Quello della fuga è un tema cruciale nell'opera di Kafka: Deleuze e Guattari ne hanno parlato con dovizia, associandolo non a caso a un desiderio in qualche modo compromesso. Alla luce della natura manifestamente mimetica del desiderio del giovane Kafka, è possibile aprire nuovi spazi di lettura per le opere della maturità.

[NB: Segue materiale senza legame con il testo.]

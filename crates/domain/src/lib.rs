//! # MarketLink Domain
//!
//! Domain types shared by every MarketLink crate.
//!
//! This crate contains:
//! - The domain error type and `Result` alias
//! - Configuration structures
//! - Session, credential, user, and resource types
//! - Endpoint constants
//!
//! ## Architecture
//! - No dependencies on other MarketLink crates
//! - Only external dependencies allowed
//! - Pure data structures, no I/O

pub mod config;
pub mod constants;
pub mod errors;
pub mod macros;
pub mod types;

// Re-export commonly used items
pub use config::*;
pub use errors::*;
pub use types::*;
//! Configuration loader
//!
//! Loads SDK configuration from environment variables or files.
//!
//! ## Loading Strategy
//! 1. Loads a `.env` file from the working directory, if present
//! 2. Attempts to load from environment variables
//! 3. If `MARKETLINK_API_BASE_URL` is unset, falls back to loading from file
//! 4. Probes multiple paths for config files (JSON and TOML)
//!
//! ## Environment Variables
//! - `MARKETLINK_API_BASE_URL`: Backend base URL (required)
//! - `MARKETLINK_API_TIMEOUT_SECS`: Per-request timeout in seconds
//! - `MARKETLINK_USER_AGENT`: `User-Agent` header value
//! - `MARKETLINK_REFRESH_PATH`: Session refresh endpoint path
//! - `MARKETLINK_LANDING_ROUTE`: Route to navigate to when the session ends
//!   (empty disables navigation)
//! - `MARKETLINK_STORAGE_PATH`: JSON file for the stored session (unset keeps
//!   it in memory)
//!
//! ## File Locations
//! The loader probes the following paths (in order):
//! 1. `./config.{json,toml}`, then `./marketlink.{json,toml}`
//! 2. The same names in the parent and grandparent directories
//! 3. The same names next to the executable

use std::path::{Path, PathBuf};

use marketlink_domain::{Config, MarketLinkError, Result};

pub const ENV_BASE_URL: &str = "MARKETLINK_API_BASE_URL";
pub const ENV_TIMEOUT_SECS: &str = "MARKETLINK_API_TIMEOUT_SECS";
pub const ENV_USER_AGENT: &str = "MARKETLINK_USER_AGENT";
pub const ENV_REFRESH_PATH: &str = "MARKETLINK_REFRESH_PATH";
pub const ENV_LANDING_ROUTE: &str = "MARKETLINK_LANDING_ROUTE";
pub const ENV_STORAGE_PATH: &str = "MARKETLINK_STORAGE_PATH";

const CONFIG_FILE_NAMES: [&str; 4] =
    ["config.json", "config.toml", "marketlink.json", "marketlink.toml"];

/// Load configuration with automatic fallback strategy
///
/// Reads `.env` first, then the environment, then a config file. The result
/// is validated before it is returned.
///
/// # Errors
/// Returns `MarketLinkError::Config` if:
/// - Configuration cannot be loaded from either source
/// - File format is invalid
/// - Validation fails
pub fn load() -> Result<Config> {
    if let Ok(path) = dotenvy::dotenv() {
        tracing::debug!(path = %path.display(), "Loaded .env file");
    }

    let config = match load_from_env() {
        Ok(config) => {
            tracing::info!("Configuration loaded from environment variables");
            config
        }
        Err(e) => {
            tracing::debug!(error = ?e, "Failed to load from environment, trying file");
            load_from_file(None)?
        }
    };

    config.validate()?;
    Ok(config)
}

/// Load configuration from environment variables
///
/// Only `MARKETLINK_API_BASE_URL` is required; every other setting falls
/// back to its default.
///
/// # Errors
/// Returns `MarketLinkError::Config` if the base URL is missing or a value
/// cannot be parsed.
pub fn load_from_env() -> Result<Config> {
    let mut config = Config::for_base_url(env_var(ENV_BASE_URL)?);

    if let Some(raw) = optional_env_var(ENV_TIMEOUT_SECS) {
        config.api.timeout_secs = raw.parse::<u64>().map_err(|e| {
            MarketLinkError::Config(format!("Invalid {ENV_TIMEOUT_SECS} '{raw}': {e}"))
        })?;
    }
    if let Some(agent) = optional_env_var(ENV_USER_AGENT) {
        config.api.user_agent = agent;
    }
    if let Some(path) = optional_env_var(ENV_REFRESH_PATH) {
        config.session.refresh_path = path;
    }
    if let Ok(route) = std::env::var(ENV_LANDING_ROUTE) {
        let route = route.trim();
        config.session.landing_route = (!route.is_empty()).then(|| route.to_string());
    }
    config.storage.path = optional_env_var(ENV_STORAGE_PATH);

    Ok(config)
}

/// Load configuration from a file
///
/// If `path` is `None`, probes multiple locations for config files.
/// Supports both JSON and TOML formats (detected by file extension).
///
/// # Errors
/// Returns `MarketLinkError::Config` if:
/// - File not found (when path is specified)
/// - No config file found (when path is `None`)
/// - File format is invalid
/// - Required fields are missing
pub fn load_from_file(path: Option<PathBuf>) -> Result<Config> {
    let config_path = match path {
        Some(p) => {
            if !p.exists() {
                return Err(MarketLinkError::Config(format!(
                    "Config file not found: {}",
                    p.display()
                )));
            }
            p
        }
        None => probe_config_paths().ok_or_else(|| {
            MarketLinkError::Config(
                "No config file found in any of the standard locations".to_string(),
            )
        })?,
    };

    tracing::info!(path = %config_path.display(), "Loading configuration from file");

    let contents = std::fs::read_to_string(&config_path)
        .map_err(|e| MarketLinkError::Config(format!("Failed to read config file: {e}")))?;

    parse_config(&contents, &config_path)
}

/// Parse configuration from string content
///
/// Format is detected by file extension (`.json` or `.toml`).
///
/// # Errors
/// Returns `MarketLinkError::Config` if format is invalid or parsing fails.
fn parse_config(contents: &str, path: &Path) -> Result<Config> {
    let extension = path.extension().and_then(|e| e.to_str()).unwrap_or("json");

    match extension {
        "toml" => toml::from_str(contents)
            .map_err(|e| MarketLinkError::Config(format!("Invalid TOML format: {e}"))),
        "json" => serde_json::from_str(contents)
            .map_err(|e| MarketLinkError::Config(format!("Invalid JSON format: {e}"))),
        _ => Err(MarketLinkError::Config(format!("Unsupported config format: {extension}"))),
    }
}

/// Probe multiple paths for configuration files
///
/// # Returns
/// The first config file found, or `None` if no file exists.
pub fn probe_config_paths() -> Option<PathBuf> {
    let mut roots = Vec::new();

    if let Ok(cwd) = std::env::current_dir() {
        roots.push(cwd.clone());
        roots.push(cwd.join(".."));
        roots.push(cwd.join("../.."));
    }

    if let Ok(exe_path) = std::env::current_exe() {
        if let Some(exe_dir) = exe_path.parent() {
            roots.push(exe_dir.to_path_buf());
        }
    }

    roots
        .iter()
        .flat_map(|root| CONFIG_FILE_NAMES.iter().map(move |name| root.join(name)))
        .find(|path| path.exists())
}

/// Get required environment variable
///
/// # Errors
/// Returns `MarketLinkError::Config` if the variable is not set.
fn env_var(key: &str) -> Result<String> {
    optional_env_var(key).ok_or_else(|| {
        MarketLinkError::Config(format!("Missing required environment variable: {key}"))
    })
}

/// Non-empty value of an environment variable
fn optional_env_var(key: &str) -> Option<String> {
    std::env::var(key).ok().map(|v| v.trim().to_string()).filter(|v| !v.is_empty())
}

#[cfg(test)]
mod tests {
    use std::io::Write;
    use std::sync::{Mutex, PoisonError};

    use tempfile::NamedTempFile;

    use super::*;

    static ENV_LOCK: Mutex<()> = Mutex::new(());

    const ALL_VARS: [&str; 6] = [
        ENV_BASE_URL,
        ENV_TIMEOUT_SECS,
        ENV_USER_AGENT,
        ENV_REFRESH_PATH,
        ENV_LANDING_ROUTE,
        ENV_STORAGE_PATH,
    ];

    fn clear_env() {
        for key in ALL_VARS {
            std::env::remove_var(key);
        }
    }

    #[test]
    fn test_load_from_env_all_vars_set() {
        let _guard = ENV_LOCK.lock().unwrap_or_else(PoisonError::into_inner);
        clear_env();

        std::env::set_var(ENV_BASE_URL, "https://api.example.com/v1");
        std::env::set_var(ENV_TIMEOUT_SECS, "12");
        std::env::set_var(ENV_USER_AGENT, "marketlink-web/2.0");
        std::env::set_var(ENV_REFRESH_PATH, "/auth/token/refresh");
        std::env::set_var(ENV_LANDING_ROUTE, "/signin");
        std::env::set_var(ENV_STORAGE_PATH, "/tmp/marketlink/session.json");

        let result = load_from_env();
        clear_env();

        let config = result.unwrap();
        assert_eq!(config.api.base_url, "https://api.example.com/v1");
        assert_eq!(config.api.timeout_secs, 12);
        assert_eq!(config.api.user_agent, "marketlink-web/2.0");
        assert_eq!(config.session.refresh_path, "/auth/token/refresh");
        assert_eq!(config.session.landing_route.as_deref(), Some("/signin"));
        assert_eq!(config.storage.path.as_deref(), Some("/tmp/marketlink/session.json"));
    }

    #[test]
    fn test_load_from_env_defaults() {
        let _guard = ENV_LOCK.lock().unwrap_or_else(PoisonError::into_inner);
        clear_env();

        std::env::set_var(ENV_BASE_URL, "http://localhost:4000");
        let result = load_from_env();
        clear_env();

        let config = result.unwrap();
        assert_eq!(config, Config::for_base_url("http://localhost:4000"));
    }

    #[test]
    fn test_empty_landing_route_disables_navigation() {
        let _guard = ENV_LOCK.lock().unwrap_or_else(PoisonError::into_inner);
        clear_env();

        std::env::set_var(ENV_BASE_URL, "http://localhost:4000");
        std::env::set_var(ENV_LANDING_ROUTE, "");
        let result = load_from_env();
        clear_env();

        assert!(result.unwrap().session.landing_route.is_none());
    }

    #[test]
    fn test_load_from_env_missing_base_url() {
        let _guard = ENV_LOCK.lock().unwrap_or_else(PoisonError::into_inner);
        clear_env();

        let err = load_from_env().unwrap_err();
        assert!(matches!(err, MarketLinkError::Config(ref msg) if msg.contains(ENV_BASE_URL)));
    }

    #[test]
    fn test_load_from_env_invalid_number() {
        let _guard = ENV_LOCK.lock().unwrap_or_else(PoisonError::into_inner);
        clear_env();

        std::env::set_var(ENV_BASE_URL, "http://localhost:4000");
        std::env::set_var(ENV_TIMEOUT_SECS, "soon");
        let result = load_from_env();
        clear_env();

        assert!(matches!(result, Err(MarketLinkError::Config(_))), "Should be a Config error");
    }

    #[test]
    fn test_load_from_file_json() {
        let json_content = r#"{
            "api": { "base_url": "https://api.example.com", "timeout_secs": 8 },
            "storage": { "path": "session.json" }
        }"#;

        let mut temp_file = NamedTempFile::new().unwrap();
        temp_file.write_all(json_content.as_bytes()).unwrap();
        let path = temp_file.path().with_extension("json");
        std::fs::copy(temp_file.path(), &path).unwrap();

        let result = load_from_file(Some(path.clone()));
        std::fs::remove_file(path).ok();

        let config = result.unwrap();
        assert_eq!(config.api.timeout_secs, 8);
        assert_eq!(config.storage.path.as_deref(), Some("session.json"));
    }

    #[test]
    fn test_load_from_file_not_found() {
        let result = load_from_file(Some(PathBuf::from("/nonexistent/config.json")));

        assert!(matches!(result, Err(MarketLinkError::Config(_))), "Should be a Config error");
    }

    #[test]
    fn test_parse_config_toml() {
        let toml_content = r#"
[api]
base_url = "https://api.example.com"

[session]
landing_route = "/welcome"
"#;

        let config = parse_config(toml_content, Path::new("marketlink.toml")).unwrap();
        assert_eq!(config.session.landing_route.as_deref(), Some("/welcome"));
    }

    #[test]
    fn test_parse_config_invalid_json() {
        let result = parse_config(r#"{ "api": "#, Path::new("config.json"));
        assert!(result.is_err(), "Should fail with invalid JSON");
    }

    #[test]
    fn test_parse_config_unsupported_format() {
        let result = parse_config("api: {}", Path::new("config.yaml"));
        assert!(result.is_err(), "Should fail with unsupported format");
    }
}
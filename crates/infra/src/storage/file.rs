//! JSON file credential store
//!
//! The whole session is one JSON document. Writes go to a sibling temp file
//! that is renamed over the target, so readers never see a partial file.

use std::io::ErrorKind;
use std::path::{Path, PathBuf};

use async_trait::async_trait;
use marketlink_core::session::CredentialStore;
use marketlink_domain::{MarketLinkError, Result, StoredSession};
use tokio::sync::Mutex;
use tracing::{debug, warn};

use crate::errors::InfraError;

/// [`CredentialStore`] persisted to a JSON file
#[derive(Debug)]
pub struct FileCredentialStore {
    path: PathBuf,
    write_lock: Mutex<()>,
}

impl FileCredentialStore {
    pub fn new(path: impl Into<PathBuf>) -> Self {
        Self { path: path.into(), write_lock: Mutex::new(()) }
    }

    pub fn path(&self) -> &Path {
        &self.path
    }

    fn temp_path(&self) -> PathBuf {
        let mut name = self.path.file_name().map(ToOwned::to_owned).unwrap_or_default();
        name.push(".tmp");
        self.path.with_file_name(name)
    }
}

fn storage_error(err: impl Into<InfraError>) -> MarketLinkError {
    let infra: InfraError = err.into();
    match MarketLinkError::from(infra) {
        MarketLinkError::InvalidInput(msg) => {
            MarketLinkError::Storage(format!("stored session is corrupt: {msg}"))
        }
        other => other,
    }
}

#[async_trait]
impl CredentialStore for FileCredentialStore {
    async fn load(&self) -> Result<StoredSession> {
        let bytes = match tokio::fs::read(&self.path).await {
            Ok(bytes) => bytes,
            Err(err) if err.kind() == ErrorKind::NotFound => return Ok(StoredSession::default()),
            Err(err) => return Err(storage_error(err)),
        };

        if bytes.iter().all(u8::is_ascii_whitespace) {
            return Ok(StoredSession::default());
        }

        serde_json::from_slice(&bytes).map_err(storage_error)
    }

    async fn save(&self, session: &StoredSession) -> Result<()> {
        let _guard = self.write_lock.lock().await;

        if let Some(parent) = self.path.parent().filter(|p| !p.as_os_str().is_empty()) {
            tokio::fs::create_dir_all(parent).await.map_err(storage_error)?;
        }

        let contents = serde_json::to_vec_pretty(session).map_err(storage_error)?;
        let temp = self.temp_path();
        tokio::fs::write(&temp, contents).await.map_err(storage_error)?;

        #[cfg(unix)]
        {
            use std::os::unix::fs::PermissionsExt;
            let owner_only = std::fs::Permissions::from_mode(0o600);
            if let Err(err) = tokio::fs::set_permissions(&temp, owner_only).await {
                warn!(error = %err, "could not restrict session file permissions");
            }
        }

        tokio::fs::rename(&temp, &self.path).await.map_err(storage_error)?;
        debug!(path = %self.path.display(), "session saved");
        Ok(())
    }

    async fn clear(&self) -> Result<()> {
        let _guard = self.write_lock.lock().await;

        match tokio::fs::remove_file(&self.path).await {
            Ok(()) => {
                debug!(path = %self.path.display(), "session file removed");
                Ok(())
            }
            Err(err) if err.kind() == ErrorKind::NotFound => Ok(()),
            Err(err) => Err(storage_error(err)),
        }
    }
}
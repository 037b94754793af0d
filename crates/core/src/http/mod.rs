//! Transport-neutral HTTP model and the middleware pipeline

pub mod message;
pub mod pipeline;

pub use message::{ApiRequest, ApiResponse, HttpMethod, AUTHORIZATION};
pub use pipeline::{Middleware, Next, Pipeline, Transport};
//! Configuration structures
//!
//! Loaded by `marketlink_infra::config` from the environment or from a
//! JSON/TOML file. Every section has defaults except `api.base_url`.

use std::time::Duration;

use serde::{Deserialize, Serialize};
use url::Url;

use crate::constants::{
    AUTH_EXEMPT_PATHS, DEFAULT_LANDING_ROUTE, DEFAULT_TIMEOUT_SECS, DEFAULT_USER_AGENT,
    REFRESH_PATH,
};
use crate::errors::{MarketLinkError, Result};

/// Top-level SDK configuration
#[derive(Debug, Clone, PartialEq, Eq, Serialize, Deserialize)]
pub struct Config {
    pub api: ApiConfig,
    #[serde(default)]
    pub session: SessionConfig,
    #[serde(default)]
    pub storage: StorageConfig,
}

impl Config {
    /// Configuration for the given backend with every other setting defaulted.
    pub fn for_base_url(base_url: impl Into<String>) -> Self {
        Self {
            api: ApiConfig::new(base_url),
            session: SessionConfig::default(),
            storage: StorageConfig::default(),
        }
    }

    /// Check cross-field constraints that serde cannot express.
    ///
    /// # Errors
    /// Returns `MarketLinkError::Config` for an empty or unparsable base URL,
    /// a zero timeout, or a refresh path without a leading `/`.
    pub fn validate(&self) -> Result<()> {
        self.api.validate()?;
        self.session.validate()
    }
}

/// Backend API settings
#[derive(Debug, Clone, PartialEq, Eq, Serialize, Deserialize)]
pub struct ApiConfig {
    /// Base URL every request path is appended to (e.g. `https://api.example.com/v1`)
    pub base_url: String,
    #[serde(default = "default_timeout_secs")]
    pub timeout_secs: u64,
    #[serde(default = "default_user_agent")]
    pub user_agent: String,
}

impl ApiConfig {
    pub fn new(base_url: impl Into<String>) -> Self {
        Self {
            base_url: base_url.into(),
            timeout_secs: DEFAULT_TIMEOUT_SECS,
            user_agent: DEFAULT_USER_AGENT.to_string(),
        }
    }

    #[must_use]
    pub const fn timeout(&self) -> Duration {
        Duration::from_secs(self.timeout_secs)
    }

    fn validate(&self) -> Result<()> {
        if self.base_url.trim().is_empty() {
            return Err(MarketLinkError::Config("api.base_url must not be empty".into()));
        }
        let parsed = Url::parse(&self.base_url).map_err(|e| {
            MarketLinkError::Config(format!("api.base_url '{}' is invalid: {e}", self.base_url))
        })?;
        if !matches!(parsed.scheme(), "http" | "https") {
            return Err(MarketLinkError::Config(format!(
                "api.base_url must use http or https, got '{}'",
                parsed.scheme()
            )));
        }
        if self.timeout_secs == 0 {
            return Err(MarketLinkError::Config("api.timeout_secs must be positive".into()));
        }
        Ok(())
    }
}

/// Session refresh settings
#[derive(Debug, Clone, PartialEq, Eq, Serialize, Deserialize)]
#[serde(default)]
pub struct SessionConfig {
    /// Endpoint exchanging a refresh token for a new access token
    pub refresh_path: String,
    /// Paths whose 401 responses are surfaced without a refresh attempt
    pub exempt_paths: Vec<String>,
    /// Route the navigator is sent to when the session cannot be renewed
    pub landing_route: Option<String>,
}

impl Default for SessionConfig {
    fn default() -> Self {
        Self {
            refresh_path: REFRESH_PATH.to_string(),
            exempt_paths: AUTH_EXEMPT_PATHS.iter().map(ToString::to_string).collect(),
            landing_route: Some(DEFAULT_LANDING_ROUTE.to_string()),
        }
    }
}

impl SessionConfig {
    fn validate(&self) -> Result<()> {
        if !self.refresh_path.starts_with('/') {
            return Err(MarketLinkError::Config(format!(
                "session.refresh_path must start with '/', got '{}'",
                self.refresh_path
            )));
        }
        Ok(())
    }
}

/// Client-local credential storage settings
#[derive(Debug, Clone, Default, PartialEq, Eq, Serialize, Deserialize)]
#[serde(default)]
pub struct StorageConfig {
    /// JSON file holding the stored session; `None` keeps it in memory
    pub path: Option<String>,
}

fn default_timeout_secs() -> u64 {
    DEFAULT_TIMEOUT_SECS
}

fn default_user_agent() -> String {
    DEFAULT_USER_AGENT.to_string()
}

#[cfg(test)]
mod tests {
    use super::*;

    #[test]
    fn minimal_json_fills_defaults() {
        let config: Config =
            serde_json::from_str(r#"{ "api": { "base_url": "https://api.example.com" } }"#)
                .unwrap();

        assert_eq!(config.api.timeout_secs, DEFAULT_TIMEOUT_SECS);
        assert_eq!(config.session.refresh_path, "/auth/refresh");
        assert_eq!(config.session.exempt_paths.len(), AUTH_EXEMPT_PATHS.len());
        assert_eq!(config.session.landing_route.as_deref(), Some("/login"));
        assert!(config.storage.path.is_none());
        assert!(config.validate().is_ok());
    }

    #[test]
    fn toml_overrides_session_section() {
        let config: Config = toml::from_str(
            r#"
[api]
base_url = "http://localhost:4000/api"
timeout_secs = 5

[session]
refresh_path = "/v2/auth/refresh"
exempt_paths = ["/v2/auth/login"]
"#,
        )
        .unwrap();

        assert_eq!(config.api.timeout(), Duration::from_secs(5));
        assert_eq!(config.session.refresh_path, "/v2/auth/refresh");
        assert_eq!(config.session.exempt_paths, vec!["/v2/auth/login".to_string()]);
    }

    #[test]
    fn rejects_bad_base_urls() {
        assert!(Config::for_base_url("").validate().is_err());
        assert!(Config::for_base_url("not a url").validate().is_err());
        assert!(Config::for_base_url("ftp://files.example.com").validate().is_err());
    }

    #[test]
    fn rejects_zero_timeout() {
        let mut config = Config::for_base_url("https://api.example.com");
        config.api.timeout_secs = 0;

        match config.validate() {
            Err(MarketLinkError::Config(msg)) => assert!(msg.contains("timeout")),
            other => panic!("expected config error, got {other:?}"),
        }
    }

    #[test]
    fn rejects_relative_refresh_path() {
        let mut config = Config::for_base_url("https://api.example.com");
        config.session.refresh_path = "auth/refresh".into();

        assert!(config.validate().is_err());
    }
}
//! Domain types and models

pub mod resource;
pub mod session;
pub mod user;

pub use resource::{ListResponse, Resource};
pub use session::{CredentialPair, RefreshRequest, StoredSession, TokenGrant};
pub use user::{UserRecord, UserRole};
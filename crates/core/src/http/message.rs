//! Transport-neutral request and response messages
//!
//! Header names are stored lowercase so lookups are case-insensitive.

use std::collections::BTreeMap;
use std::fmt;
use std::str::FromStr;

use marketlink_domain::constants::BEARER_PREFIX;
use serde::de::DeserializeOwned;
use uuid::Uuid;

pub const AUTHORIZATION: &str = "authorization";

/// HTTP method of an outbound call
#[derive(Debug, Clone, Copy, PartialEq, Eq, Hash)]
pub enum HttpMethod {
    Get,
    Post,
    Put,
    Patch,
    Delete,
}

impl HttpMethod {
    #[must_use]
    pub const fn as_str(self) -> &'static str {
        match self {
            Self::Get => "GET",
            Self::Post => "POST",
            Self::Put => "PUT",
            Self::Patch => "PATCH",
            Self::Delete => "DELETE",
        }
    }
}

impl fmt::Display for HttpMethod {
    fn fmt(&self, f: &mut fmt::Formatter<'_>) -> fmt::Result {
        f.write_str(self.as_str())
    }
}

impl FromStr for HttpMethod {
    type Err = String;

    fn from_str(s: &str) -> Result<Self, Self::Err> {
        match s.to_ascii_uppercase().as_str() {
            "GET" => Ok(Self::Get),
            "POST" => Ok(Self::Post),
            "PUT" => Ok(Self::Put),
            "PATCH" => Ok(Self::Patch),
            "DELETE" => Ok(Self::Delete),
            _ => Err(format!("Invalid HttpMethod: {s}")),
        }
    }
}

/// An in-flight outbound call
///
/// `retried` is set once the session layer has re-issued the call after a
/// 401; a second 401 on the same request is then surfaced as-is.
#[derive(Debug, Clone, PartialEq)]
pub struct ApiRequest {
    pub id: Uuid,
    pub method: HttpMethod,
    pub path: String,
    pub query: Vec<(String, String)>,
    pub headers: BTreeMap<String, String>,
    pub body: Option<serde_json::Value>,
    pub retried: bool,
}

impl ApiRequest {
    pub fn new(method: HttpMethod, path: impl Into<String>) -> Self {
        Self {
            id: Uuid::new_v4(),
            method,
            path: path.into(),
            query: Vec::new(),
            headers: BTreeMap::new(),
            body: None,
            retried: false,
        }
    }

    #[must_use]
    pub fn with_body(mut self, body: serde_json::Value) -> Self {
        self.body = Some(body);
        self
    }

    #[must_use]
    pub fn with_query(mut self, key: impl Into<String>, value: impl Into<String>) -> Self {
        self.query.push((key.into(), value.into()));
        self
    }

    #[must_use]
    pub fn with_header(mut self, name: &str, value: impl Into<String>) -> Self {
        self.set_header(name, value);
        self
    }

    pub fn set_header(&mut self, name: &str, value: impl Into<String>) {
        self.headers.insert(name.to_ascii_lowercase(), value.into());
    }

    #[must_use]
    pub fn header(&self, name: &str) -> Option<&str> {
        self.headers.get(&name.to_ascii_lowercase()).map(String::as_str)
    }

    /// Attach `Authorization: Bearer <token>`, replacing any previous value.
    pub fn set_bearer(&mut self, token: &str) {
        self.set_header(AUTHORIZATION, format!("{BEARER_PREFIX}{token}"));
    }

    /// Token of the `Authorization: Bearer` header, if one is attached.
    #[must_use]
    pub fn bearer_token(&self) -> Option<&str> {
        self.header(AUTHORIZATION).and_then(|value| value.strip_prefix(BEARER_PREFIX))
    }

    /// Path with any inline query string and trailing slash removed.
    #[must_use]
    pub fn route(&self) -> &str {
        let path = self.path.split(['?', '#']).next().unwrap_or_default();
        match path.trim_end_matches('/') {
            "" => "/",
            trimmed => trimmed,
        }
    }
}

/// A response as received from the transport, whatever its status
#[derive(Debug, Clone, PartialEq, Eq)]
pub struct ApiResponse {
    pub status: u16,
    pub headers: BTreeMap<String, String>,
    pub body: Vec<u8>,
}

impl ApiResponse {
    pub fn new(status: u16) -> Self {
        Self { status, headers: BTreeMap::new(), body: Vec::new() }
    }

    #[must_use]
    pub fn with_body(mut self, body: impl Into<Vec<u8>>) -> Self {
        self.body = body.into();
        self
    }

    /// JSON response; the content type header is set accordingly.
    #[must_use]
    pub fn with_json(mut self, value: &serde_json::Value) -> Self {
        self.headers.insert("content-type".into(), "application/json".into());
        self.body = value.to_string().into_bytes();
        self
    }

    #[must_use]
    pub const fn is_success(&self) -> bool {
        self.status >= 200 && self.status < 300
    }

    #[must_use]
    pub const fn is_unauthorized(&self) -> bool {
        self.status == 401
    }

    /// Responses that carry no body by definition (204, 205) or an empty one.
    #[must_use]
    pub fn is_empty(&self) -> bool {
        self.status == 204 || self.status == 205 || self.body.iter().all(u8::is_ascii_whitespace)
    }

    /// Deserialize the body. Empty bodies deserialize from JSON `null`.
    ///
    /// # Errors
    /// Returns the serde error when the body does not match `T`.
    pub fn json<T: DeserializeOwned>(&self) -> Result<T, serde_json::Error> {
        if self.is_empty() {
            serde_json::from_value(serde_json::Value::Null)
        } else {
            serde_json::from_slice(&self.body)
        }
    }

    #[must_use]
    pub fn text(&self) -> String {
        String::from_utf8_lossy(&self.body).into_owned()
    }
}

#[cfg(test)]
mod tests {
    use super::*;

    #[test]
    fn header_lookup_ignores_case() {
        let request = ApiRequest::new(HttpMethod::Get, "/jobs").with_header("X-Trace", "abc");

        assert_eq!(request.header("x-trace"), Some("abc"));
        assert_eq!(request.header("X-TRACE"), Some("abc"));
    }

    #[test]
    fn set_bearer_replaces_previous_token() {
        let mut request = ApiRequest::new(HttpMethod::Get, "/orders");
        request.set_bearer("at1");
        request.set_bearer("at2");

        assert_eq!(request.header("Authorization"), Some("Bearer at2"));
        assert_eq!(request.bearer_token(), Some("at2"));
        assert_eq!(request.headers.len(), 1);
    }

    #[test]
    fn route_strips_query_and_trailing_slash() {
        assert_eq!(ApiRequest::new(HttpMethod::Get, "/jobs/?page=2").route(), "/jobs");
        assert_eq!(ApiRequest::new(HttpMethod::Post, "/auth/login#x").route(), "/auth/login");
        assert_eq!(ApiRequest::new(HttpMethod::Get, "/").route(), "/");
    }

    #[test]
    fn empty_bodies_deserialize_as_null() {
        assert!(ApiResponse::new(204).json::<()>().is_ok());
        let missing: Option<String> = ApiResponse::new(200).json().unwrap();

        assert!(missing.is_none());
    }

    #[test]
    fn json_bodies_deserialize() {
        let response = ApiResponse::new(200).with_json(&serde_json::json!({ "id": "job-1" }));
        let value: serde_json::Value = response.json().unwrap();

        assert_eq!(value["id"], "job-1");
        assert!(response.is_success());
        assert!(!response.is_unauthorized());
    }

    #[test]
    fn method_names() {
        assert_eq!(HttpMethod::Patch.to_string(), "PATCH");
        assert_eq!("delete".parse::<HttpMethod>().unwrap(), HttpMethod::Delete);
    }
}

Addormentatosi, il protagonista si frega le mani per la gioia di non dover ascoltare le parole di una voce lontana, che è con tutta probabilità quella del conoscente. Nel delirio allucinatorio, egli è libero dai demoni-mediatori che lo tormentavano – dei quali si può davvero credere che il conoscente non fosse che l'ultimo e più lancinante esemplare. Il luogo del delirio è "bello e", soprattutto, "solitario: non ci vuol molto coraggio per viverci", liberi dal confronto mimetico con gli altri. "Qui infatti ci sono soltanto monti e un grande fiume e io sono ancora abbastanza intelligente da considerarli inanimati". Il delirio, in altri termini, non è subìto fino alle sue estreme conseguenze, fino al completo disorientamento del soggetto nel brodo di significazione panica che il mondo esterno rappresenta per lo psicotico – sarebbe interessante studiare in che misura la sintomatologia tipica della psicosi è presente nei personaggi di questo racconto. Ancora una volta sembra delinearsi un progetto di fuga controllata nel delirio; progetto il cui effetto collaterale più manifesto – e forse necessario – è la spersonalizzazione, o meglio la disumanazione del protagonista. "Quando la sera inciamperò da solo sulle salite attraverso i prati, non sarò abbandonato più del monte", non sarò, cioè, più umano di un monte nel subire le conseguenze dell'abbandono d'altri, "salvo che me ne accorgerò", a differenza del monte. "Ma anche questo passerà": verrà cioè il momento in cui l'ultimo sintomo d'umanità, l'autocoscienza, abbandonerà il protagonista, che potrà quindi accedere alla piena disumanazione. Anche in questo movimento estremo possiamo riconoscere una prefigurazione dei vari divenir-animale e divenir-macchina dei racconti della maturità. Disumanazione come extrema ratio di fuga e salvezza dal desiderio mimetico: un possibile filo rosso per tutta la narrativa kafkiana?